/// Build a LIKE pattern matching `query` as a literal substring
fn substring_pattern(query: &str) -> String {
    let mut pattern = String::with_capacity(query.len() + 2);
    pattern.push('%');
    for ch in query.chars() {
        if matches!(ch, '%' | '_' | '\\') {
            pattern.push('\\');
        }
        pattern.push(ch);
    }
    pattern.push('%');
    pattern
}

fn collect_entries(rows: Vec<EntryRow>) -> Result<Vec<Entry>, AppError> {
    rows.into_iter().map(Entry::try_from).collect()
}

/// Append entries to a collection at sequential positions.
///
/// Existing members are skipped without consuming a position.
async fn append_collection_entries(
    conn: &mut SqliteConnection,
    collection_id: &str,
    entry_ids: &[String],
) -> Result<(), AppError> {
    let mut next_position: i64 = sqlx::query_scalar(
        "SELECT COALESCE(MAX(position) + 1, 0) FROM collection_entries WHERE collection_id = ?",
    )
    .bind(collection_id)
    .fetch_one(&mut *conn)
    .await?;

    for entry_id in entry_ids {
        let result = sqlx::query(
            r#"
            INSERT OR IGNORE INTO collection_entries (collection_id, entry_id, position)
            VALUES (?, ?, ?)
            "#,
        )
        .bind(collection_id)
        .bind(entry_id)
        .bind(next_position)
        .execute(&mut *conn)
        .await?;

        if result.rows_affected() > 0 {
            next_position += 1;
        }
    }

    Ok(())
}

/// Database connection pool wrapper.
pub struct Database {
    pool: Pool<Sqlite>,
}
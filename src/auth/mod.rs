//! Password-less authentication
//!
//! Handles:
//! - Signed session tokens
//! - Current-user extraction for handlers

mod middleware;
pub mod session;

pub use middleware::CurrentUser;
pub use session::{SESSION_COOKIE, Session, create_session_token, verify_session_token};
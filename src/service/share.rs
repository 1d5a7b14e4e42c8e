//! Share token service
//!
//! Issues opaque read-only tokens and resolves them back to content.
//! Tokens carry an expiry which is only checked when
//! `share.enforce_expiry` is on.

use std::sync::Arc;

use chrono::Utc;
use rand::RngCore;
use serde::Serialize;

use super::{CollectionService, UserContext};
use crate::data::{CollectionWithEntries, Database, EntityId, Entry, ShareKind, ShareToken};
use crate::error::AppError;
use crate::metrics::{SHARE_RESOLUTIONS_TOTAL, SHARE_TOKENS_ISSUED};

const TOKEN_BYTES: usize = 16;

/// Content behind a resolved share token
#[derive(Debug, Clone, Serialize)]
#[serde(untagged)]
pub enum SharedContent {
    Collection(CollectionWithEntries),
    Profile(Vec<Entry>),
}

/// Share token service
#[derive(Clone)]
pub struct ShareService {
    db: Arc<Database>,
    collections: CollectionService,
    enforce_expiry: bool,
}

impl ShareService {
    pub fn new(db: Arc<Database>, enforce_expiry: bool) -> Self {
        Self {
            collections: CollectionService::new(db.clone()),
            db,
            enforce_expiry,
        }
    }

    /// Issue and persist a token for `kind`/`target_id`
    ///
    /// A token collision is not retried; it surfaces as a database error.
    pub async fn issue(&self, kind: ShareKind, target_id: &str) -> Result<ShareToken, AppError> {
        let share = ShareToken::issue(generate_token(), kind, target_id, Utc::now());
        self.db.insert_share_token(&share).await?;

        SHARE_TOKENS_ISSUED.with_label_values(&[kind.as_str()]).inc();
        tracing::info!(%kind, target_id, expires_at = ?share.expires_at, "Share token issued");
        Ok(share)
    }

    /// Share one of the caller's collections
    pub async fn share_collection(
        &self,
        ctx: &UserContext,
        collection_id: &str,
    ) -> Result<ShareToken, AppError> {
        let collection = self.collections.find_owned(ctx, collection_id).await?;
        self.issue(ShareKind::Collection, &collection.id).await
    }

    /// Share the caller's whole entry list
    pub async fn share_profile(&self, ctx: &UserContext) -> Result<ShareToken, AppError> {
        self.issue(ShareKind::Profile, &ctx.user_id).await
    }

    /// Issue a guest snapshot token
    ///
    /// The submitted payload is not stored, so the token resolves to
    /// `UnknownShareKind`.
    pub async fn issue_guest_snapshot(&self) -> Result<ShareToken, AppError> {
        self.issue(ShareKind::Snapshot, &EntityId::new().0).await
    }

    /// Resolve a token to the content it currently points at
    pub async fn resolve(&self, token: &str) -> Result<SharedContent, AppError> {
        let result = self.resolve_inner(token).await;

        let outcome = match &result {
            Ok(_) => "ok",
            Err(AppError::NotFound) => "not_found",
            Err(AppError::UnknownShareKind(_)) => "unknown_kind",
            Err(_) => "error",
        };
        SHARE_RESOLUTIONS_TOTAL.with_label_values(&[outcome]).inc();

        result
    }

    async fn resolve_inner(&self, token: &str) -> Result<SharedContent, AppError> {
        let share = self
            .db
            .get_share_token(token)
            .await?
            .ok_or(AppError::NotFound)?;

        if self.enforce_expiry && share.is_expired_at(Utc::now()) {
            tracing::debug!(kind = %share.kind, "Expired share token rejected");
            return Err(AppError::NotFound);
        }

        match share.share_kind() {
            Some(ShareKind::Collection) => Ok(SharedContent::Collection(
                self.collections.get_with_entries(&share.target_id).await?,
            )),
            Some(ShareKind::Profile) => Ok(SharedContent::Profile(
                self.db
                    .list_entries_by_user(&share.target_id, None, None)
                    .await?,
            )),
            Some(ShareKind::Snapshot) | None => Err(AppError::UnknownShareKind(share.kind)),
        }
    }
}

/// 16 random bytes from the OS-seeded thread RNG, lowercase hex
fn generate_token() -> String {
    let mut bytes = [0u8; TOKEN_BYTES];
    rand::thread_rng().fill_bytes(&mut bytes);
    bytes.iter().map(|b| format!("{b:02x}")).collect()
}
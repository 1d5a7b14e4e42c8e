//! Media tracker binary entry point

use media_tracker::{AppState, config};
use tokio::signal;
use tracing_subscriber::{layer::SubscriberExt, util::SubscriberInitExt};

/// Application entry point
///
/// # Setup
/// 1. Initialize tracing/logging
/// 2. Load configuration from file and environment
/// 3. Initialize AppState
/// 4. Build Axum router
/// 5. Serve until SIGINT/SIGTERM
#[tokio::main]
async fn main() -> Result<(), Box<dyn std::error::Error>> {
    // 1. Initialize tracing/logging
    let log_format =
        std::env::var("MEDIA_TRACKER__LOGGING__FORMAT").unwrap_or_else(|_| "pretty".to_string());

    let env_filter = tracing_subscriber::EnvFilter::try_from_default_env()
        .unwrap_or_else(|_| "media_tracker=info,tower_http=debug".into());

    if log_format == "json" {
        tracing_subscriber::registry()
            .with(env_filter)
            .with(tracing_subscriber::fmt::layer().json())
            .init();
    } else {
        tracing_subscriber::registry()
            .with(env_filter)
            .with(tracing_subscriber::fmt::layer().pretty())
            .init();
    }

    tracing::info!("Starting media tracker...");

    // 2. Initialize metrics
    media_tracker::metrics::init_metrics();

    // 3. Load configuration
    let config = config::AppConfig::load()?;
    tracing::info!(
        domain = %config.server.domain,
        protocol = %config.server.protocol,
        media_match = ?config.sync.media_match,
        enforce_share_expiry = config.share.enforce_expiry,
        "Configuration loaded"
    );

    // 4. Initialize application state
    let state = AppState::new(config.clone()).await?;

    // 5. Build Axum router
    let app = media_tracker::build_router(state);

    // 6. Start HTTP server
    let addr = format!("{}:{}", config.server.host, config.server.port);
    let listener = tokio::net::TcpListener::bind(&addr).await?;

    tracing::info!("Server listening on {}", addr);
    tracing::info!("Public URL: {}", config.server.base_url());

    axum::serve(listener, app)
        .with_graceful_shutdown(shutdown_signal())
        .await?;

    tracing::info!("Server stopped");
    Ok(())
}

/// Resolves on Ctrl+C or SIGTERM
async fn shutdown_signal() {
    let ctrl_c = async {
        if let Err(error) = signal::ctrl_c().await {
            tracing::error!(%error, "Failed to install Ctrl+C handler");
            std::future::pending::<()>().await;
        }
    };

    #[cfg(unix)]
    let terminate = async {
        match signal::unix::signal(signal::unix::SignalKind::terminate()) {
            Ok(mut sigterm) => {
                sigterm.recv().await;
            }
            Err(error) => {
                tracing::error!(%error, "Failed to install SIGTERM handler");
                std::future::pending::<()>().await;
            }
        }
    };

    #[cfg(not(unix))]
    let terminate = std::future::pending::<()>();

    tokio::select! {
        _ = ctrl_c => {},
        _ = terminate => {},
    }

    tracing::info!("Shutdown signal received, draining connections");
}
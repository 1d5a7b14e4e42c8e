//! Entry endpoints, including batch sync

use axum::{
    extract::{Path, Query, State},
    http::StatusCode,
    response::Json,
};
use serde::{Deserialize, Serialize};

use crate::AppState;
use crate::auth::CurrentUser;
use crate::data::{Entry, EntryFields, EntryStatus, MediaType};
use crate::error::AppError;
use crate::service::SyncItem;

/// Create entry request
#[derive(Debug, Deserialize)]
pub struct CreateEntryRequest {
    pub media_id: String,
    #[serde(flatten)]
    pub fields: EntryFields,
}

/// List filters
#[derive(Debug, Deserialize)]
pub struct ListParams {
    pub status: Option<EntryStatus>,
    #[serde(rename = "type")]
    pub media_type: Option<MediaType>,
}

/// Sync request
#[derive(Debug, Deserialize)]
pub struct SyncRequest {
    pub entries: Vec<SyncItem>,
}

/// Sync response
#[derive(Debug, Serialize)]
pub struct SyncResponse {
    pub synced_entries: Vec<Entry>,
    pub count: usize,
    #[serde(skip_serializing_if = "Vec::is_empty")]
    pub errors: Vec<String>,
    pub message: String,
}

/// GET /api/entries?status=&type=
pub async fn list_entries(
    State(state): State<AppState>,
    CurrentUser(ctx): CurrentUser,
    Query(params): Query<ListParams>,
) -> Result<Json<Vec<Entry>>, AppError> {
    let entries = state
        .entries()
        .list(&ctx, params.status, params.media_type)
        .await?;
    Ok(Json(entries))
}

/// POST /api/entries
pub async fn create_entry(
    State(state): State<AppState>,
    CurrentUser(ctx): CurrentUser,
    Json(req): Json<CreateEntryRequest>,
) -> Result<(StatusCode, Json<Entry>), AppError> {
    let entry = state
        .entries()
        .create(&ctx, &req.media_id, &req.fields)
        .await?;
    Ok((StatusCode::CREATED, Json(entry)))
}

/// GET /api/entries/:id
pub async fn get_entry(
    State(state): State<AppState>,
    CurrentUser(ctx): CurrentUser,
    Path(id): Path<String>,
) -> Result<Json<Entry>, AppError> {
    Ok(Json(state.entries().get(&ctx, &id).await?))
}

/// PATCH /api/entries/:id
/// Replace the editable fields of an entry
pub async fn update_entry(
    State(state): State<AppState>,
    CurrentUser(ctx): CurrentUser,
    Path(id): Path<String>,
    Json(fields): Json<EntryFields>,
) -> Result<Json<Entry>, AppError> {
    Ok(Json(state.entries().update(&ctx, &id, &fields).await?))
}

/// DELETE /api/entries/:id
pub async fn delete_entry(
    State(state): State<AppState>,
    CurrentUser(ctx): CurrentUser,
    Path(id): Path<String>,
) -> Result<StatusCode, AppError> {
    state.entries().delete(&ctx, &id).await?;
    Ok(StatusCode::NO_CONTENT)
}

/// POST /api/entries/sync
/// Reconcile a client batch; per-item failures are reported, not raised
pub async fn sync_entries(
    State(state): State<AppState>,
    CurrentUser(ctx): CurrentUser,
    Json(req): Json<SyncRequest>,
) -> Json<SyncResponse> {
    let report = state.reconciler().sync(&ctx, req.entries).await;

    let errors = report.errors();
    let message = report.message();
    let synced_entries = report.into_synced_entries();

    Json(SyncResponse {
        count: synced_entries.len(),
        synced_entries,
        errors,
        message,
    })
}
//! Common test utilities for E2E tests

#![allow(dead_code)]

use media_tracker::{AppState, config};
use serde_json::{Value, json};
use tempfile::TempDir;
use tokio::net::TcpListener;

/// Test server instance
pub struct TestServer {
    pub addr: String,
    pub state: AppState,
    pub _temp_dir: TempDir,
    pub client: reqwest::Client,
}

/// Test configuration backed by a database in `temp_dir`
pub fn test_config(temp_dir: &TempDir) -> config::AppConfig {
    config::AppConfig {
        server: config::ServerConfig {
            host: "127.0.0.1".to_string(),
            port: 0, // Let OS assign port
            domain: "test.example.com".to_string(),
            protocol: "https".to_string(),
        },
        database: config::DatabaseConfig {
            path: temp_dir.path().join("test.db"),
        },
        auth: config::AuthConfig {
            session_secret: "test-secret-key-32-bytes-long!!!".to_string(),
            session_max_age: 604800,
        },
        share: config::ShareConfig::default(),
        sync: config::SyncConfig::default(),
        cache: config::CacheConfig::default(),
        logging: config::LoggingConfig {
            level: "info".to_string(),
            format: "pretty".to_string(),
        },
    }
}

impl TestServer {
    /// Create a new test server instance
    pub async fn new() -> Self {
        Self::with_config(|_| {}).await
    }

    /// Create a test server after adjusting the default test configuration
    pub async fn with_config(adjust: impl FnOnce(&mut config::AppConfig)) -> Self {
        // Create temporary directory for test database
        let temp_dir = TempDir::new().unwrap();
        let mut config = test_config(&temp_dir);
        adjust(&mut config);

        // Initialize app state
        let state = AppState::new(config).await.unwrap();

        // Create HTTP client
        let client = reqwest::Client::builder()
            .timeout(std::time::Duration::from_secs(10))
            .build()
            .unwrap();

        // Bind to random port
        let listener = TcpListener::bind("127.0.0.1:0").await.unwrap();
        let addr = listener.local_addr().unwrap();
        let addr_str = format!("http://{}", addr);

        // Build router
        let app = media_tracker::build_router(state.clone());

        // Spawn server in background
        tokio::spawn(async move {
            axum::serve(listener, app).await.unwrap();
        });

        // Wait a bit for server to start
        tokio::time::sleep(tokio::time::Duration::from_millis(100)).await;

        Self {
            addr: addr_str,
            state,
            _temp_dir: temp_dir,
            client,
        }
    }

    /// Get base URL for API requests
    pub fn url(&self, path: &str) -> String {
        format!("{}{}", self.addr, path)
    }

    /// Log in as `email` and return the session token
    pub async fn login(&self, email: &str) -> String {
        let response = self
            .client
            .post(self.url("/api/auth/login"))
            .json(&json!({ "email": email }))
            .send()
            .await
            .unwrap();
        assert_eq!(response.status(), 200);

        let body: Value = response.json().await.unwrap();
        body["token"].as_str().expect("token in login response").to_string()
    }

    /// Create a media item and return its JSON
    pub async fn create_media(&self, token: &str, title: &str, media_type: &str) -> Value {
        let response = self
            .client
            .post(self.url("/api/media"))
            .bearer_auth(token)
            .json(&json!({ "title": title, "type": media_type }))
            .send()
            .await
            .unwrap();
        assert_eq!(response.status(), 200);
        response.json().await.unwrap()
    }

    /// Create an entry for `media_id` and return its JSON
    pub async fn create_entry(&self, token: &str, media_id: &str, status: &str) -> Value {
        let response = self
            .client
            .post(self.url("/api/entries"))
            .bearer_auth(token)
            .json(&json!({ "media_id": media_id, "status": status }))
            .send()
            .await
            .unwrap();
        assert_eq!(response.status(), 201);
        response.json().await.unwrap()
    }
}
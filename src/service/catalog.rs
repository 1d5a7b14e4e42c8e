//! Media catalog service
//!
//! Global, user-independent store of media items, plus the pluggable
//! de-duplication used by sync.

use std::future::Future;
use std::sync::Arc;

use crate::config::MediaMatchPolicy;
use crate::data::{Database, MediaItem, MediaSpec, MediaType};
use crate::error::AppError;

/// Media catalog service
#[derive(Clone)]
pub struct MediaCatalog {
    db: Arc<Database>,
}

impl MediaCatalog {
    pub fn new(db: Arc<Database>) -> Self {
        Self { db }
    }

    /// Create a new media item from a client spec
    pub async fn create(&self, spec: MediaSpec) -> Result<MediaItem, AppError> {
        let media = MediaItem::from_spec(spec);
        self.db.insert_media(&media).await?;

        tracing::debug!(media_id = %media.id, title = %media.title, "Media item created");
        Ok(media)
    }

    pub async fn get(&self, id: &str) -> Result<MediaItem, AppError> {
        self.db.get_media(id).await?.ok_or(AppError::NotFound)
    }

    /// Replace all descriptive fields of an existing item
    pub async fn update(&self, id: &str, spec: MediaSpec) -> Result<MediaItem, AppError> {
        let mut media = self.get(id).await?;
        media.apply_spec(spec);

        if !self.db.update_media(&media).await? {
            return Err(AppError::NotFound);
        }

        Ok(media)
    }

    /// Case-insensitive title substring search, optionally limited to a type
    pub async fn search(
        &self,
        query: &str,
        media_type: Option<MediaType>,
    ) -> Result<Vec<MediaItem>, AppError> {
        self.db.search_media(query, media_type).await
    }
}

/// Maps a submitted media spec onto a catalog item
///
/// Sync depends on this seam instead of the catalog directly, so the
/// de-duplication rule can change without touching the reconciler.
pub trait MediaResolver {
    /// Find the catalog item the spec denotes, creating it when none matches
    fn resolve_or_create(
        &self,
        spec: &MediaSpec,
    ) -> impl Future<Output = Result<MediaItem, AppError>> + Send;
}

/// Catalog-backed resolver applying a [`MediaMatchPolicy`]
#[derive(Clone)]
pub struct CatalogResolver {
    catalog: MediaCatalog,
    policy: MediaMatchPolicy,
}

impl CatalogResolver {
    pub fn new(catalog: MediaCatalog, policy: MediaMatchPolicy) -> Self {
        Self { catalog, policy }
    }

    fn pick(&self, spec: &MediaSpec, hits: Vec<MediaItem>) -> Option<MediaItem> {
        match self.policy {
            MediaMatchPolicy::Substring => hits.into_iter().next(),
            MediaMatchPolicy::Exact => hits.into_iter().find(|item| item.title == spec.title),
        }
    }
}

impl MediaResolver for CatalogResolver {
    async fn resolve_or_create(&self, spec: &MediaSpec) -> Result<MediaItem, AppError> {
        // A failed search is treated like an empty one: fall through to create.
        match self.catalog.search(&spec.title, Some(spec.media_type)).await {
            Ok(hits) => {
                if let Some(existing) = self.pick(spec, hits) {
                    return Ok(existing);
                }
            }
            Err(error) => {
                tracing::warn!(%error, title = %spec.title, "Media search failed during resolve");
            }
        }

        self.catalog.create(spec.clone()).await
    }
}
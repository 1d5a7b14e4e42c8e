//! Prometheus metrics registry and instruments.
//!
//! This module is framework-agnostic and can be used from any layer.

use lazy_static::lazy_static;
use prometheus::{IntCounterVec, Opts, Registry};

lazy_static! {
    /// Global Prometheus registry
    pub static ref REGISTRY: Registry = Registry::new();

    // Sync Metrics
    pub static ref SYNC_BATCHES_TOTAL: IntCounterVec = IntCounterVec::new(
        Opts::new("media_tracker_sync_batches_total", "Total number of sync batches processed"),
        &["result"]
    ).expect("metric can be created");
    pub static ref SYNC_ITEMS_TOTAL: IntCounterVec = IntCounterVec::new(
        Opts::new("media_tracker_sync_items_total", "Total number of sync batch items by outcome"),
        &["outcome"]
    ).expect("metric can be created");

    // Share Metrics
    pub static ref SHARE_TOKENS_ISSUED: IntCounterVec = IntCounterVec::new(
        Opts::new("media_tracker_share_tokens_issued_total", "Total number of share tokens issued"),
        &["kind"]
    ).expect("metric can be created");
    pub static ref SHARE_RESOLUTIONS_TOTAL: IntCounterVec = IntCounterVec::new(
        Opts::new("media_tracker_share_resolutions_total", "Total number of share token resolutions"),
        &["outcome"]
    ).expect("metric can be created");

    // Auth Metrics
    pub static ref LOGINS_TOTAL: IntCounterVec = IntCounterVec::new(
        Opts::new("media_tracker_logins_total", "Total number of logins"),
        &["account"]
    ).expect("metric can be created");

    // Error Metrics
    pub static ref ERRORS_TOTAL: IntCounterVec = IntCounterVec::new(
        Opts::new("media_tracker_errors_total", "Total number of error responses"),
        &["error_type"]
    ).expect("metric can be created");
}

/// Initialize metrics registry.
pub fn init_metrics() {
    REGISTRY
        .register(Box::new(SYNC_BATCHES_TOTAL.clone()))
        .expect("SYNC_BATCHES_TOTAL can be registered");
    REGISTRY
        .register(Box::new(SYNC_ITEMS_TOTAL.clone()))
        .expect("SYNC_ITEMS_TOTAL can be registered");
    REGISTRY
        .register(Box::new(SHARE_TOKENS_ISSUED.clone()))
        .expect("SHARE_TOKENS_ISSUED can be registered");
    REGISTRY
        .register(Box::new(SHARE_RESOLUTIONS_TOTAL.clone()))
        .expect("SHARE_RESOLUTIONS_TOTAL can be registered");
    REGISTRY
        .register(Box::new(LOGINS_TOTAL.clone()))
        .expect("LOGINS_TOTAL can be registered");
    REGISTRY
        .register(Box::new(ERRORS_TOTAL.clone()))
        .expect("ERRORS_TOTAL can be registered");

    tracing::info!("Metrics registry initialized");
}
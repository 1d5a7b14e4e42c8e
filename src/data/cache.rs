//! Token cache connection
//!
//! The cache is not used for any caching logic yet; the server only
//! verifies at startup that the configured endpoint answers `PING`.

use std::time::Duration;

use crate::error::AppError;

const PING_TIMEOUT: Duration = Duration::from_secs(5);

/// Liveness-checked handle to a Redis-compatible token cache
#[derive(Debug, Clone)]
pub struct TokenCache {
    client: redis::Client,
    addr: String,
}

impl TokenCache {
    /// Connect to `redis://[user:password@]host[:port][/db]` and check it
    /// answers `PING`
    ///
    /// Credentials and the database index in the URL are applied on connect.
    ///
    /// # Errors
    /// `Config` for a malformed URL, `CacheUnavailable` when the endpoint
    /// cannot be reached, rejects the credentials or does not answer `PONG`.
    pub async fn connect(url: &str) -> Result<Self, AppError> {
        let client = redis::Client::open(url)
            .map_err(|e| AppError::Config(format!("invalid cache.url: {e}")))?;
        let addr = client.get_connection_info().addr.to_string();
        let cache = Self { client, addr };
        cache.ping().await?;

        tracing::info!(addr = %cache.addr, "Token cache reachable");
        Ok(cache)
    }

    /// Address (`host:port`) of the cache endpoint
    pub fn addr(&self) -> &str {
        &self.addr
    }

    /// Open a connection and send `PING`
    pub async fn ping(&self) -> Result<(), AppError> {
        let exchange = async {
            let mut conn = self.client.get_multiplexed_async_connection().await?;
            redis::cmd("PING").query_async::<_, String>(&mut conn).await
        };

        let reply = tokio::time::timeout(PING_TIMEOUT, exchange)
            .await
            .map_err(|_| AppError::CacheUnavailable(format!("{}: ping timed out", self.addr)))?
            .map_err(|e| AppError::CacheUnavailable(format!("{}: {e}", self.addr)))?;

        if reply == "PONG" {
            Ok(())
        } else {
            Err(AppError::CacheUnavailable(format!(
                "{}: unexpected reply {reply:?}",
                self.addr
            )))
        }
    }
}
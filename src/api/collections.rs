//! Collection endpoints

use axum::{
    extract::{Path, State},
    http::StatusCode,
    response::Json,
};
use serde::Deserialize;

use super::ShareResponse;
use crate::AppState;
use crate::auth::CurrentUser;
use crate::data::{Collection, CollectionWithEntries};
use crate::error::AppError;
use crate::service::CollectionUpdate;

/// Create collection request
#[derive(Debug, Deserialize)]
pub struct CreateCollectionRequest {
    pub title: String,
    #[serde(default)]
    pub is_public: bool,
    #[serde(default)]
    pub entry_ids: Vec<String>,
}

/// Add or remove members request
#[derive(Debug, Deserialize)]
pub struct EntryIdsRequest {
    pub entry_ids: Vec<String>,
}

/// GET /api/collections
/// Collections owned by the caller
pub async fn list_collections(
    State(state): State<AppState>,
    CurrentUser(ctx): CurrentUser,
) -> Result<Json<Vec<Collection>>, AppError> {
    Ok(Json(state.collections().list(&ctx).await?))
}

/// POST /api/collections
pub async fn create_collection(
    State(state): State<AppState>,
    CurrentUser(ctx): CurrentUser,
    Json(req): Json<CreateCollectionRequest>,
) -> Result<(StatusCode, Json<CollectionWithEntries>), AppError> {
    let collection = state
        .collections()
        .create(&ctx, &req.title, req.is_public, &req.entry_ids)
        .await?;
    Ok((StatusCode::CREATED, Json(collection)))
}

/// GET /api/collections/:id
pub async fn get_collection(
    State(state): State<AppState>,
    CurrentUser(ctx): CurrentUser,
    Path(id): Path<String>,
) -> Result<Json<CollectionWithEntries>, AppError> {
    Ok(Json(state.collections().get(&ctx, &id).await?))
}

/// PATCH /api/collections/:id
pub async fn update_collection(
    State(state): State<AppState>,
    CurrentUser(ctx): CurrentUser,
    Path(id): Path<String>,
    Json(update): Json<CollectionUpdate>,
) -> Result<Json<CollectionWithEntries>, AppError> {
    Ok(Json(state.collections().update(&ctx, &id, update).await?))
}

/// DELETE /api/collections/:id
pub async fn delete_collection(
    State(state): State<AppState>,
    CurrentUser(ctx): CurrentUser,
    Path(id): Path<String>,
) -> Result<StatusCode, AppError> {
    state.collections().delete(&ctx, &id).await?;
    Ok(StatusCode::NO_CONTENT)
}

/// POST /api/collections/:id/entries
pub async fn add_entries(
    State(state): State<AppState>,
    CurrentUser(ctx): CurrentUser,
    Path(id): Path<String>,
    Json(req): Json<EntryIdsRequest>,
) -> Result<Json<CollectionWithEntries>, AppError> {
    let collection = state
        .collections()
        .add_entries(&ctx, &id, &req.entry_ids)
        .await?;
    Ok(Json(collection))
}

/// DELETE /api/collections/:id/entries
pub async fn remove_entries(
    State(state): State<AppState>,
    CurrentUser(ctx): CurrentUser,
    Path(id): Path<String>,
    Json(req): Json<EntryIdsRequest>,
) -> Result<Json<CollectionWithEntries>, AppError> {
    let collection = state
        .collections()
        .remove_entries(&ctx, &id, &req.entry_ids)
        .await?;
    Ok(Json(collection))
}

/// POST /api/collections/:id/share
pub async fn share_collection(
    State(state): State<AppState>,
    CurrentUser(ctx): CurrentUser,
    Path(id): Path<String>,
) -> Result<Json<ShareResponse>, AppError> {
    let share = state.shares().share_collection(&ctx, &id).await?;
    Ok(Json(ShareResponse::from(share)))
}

> **What the task asks**:
List every line above that contains the word "only".

> **Task answer**:
//! Issues opaque read-only tokens and resolves them back to content.
//! Tokens carry an expiry which is only checked when
//! The cache is not used for any caching logic yet; the server only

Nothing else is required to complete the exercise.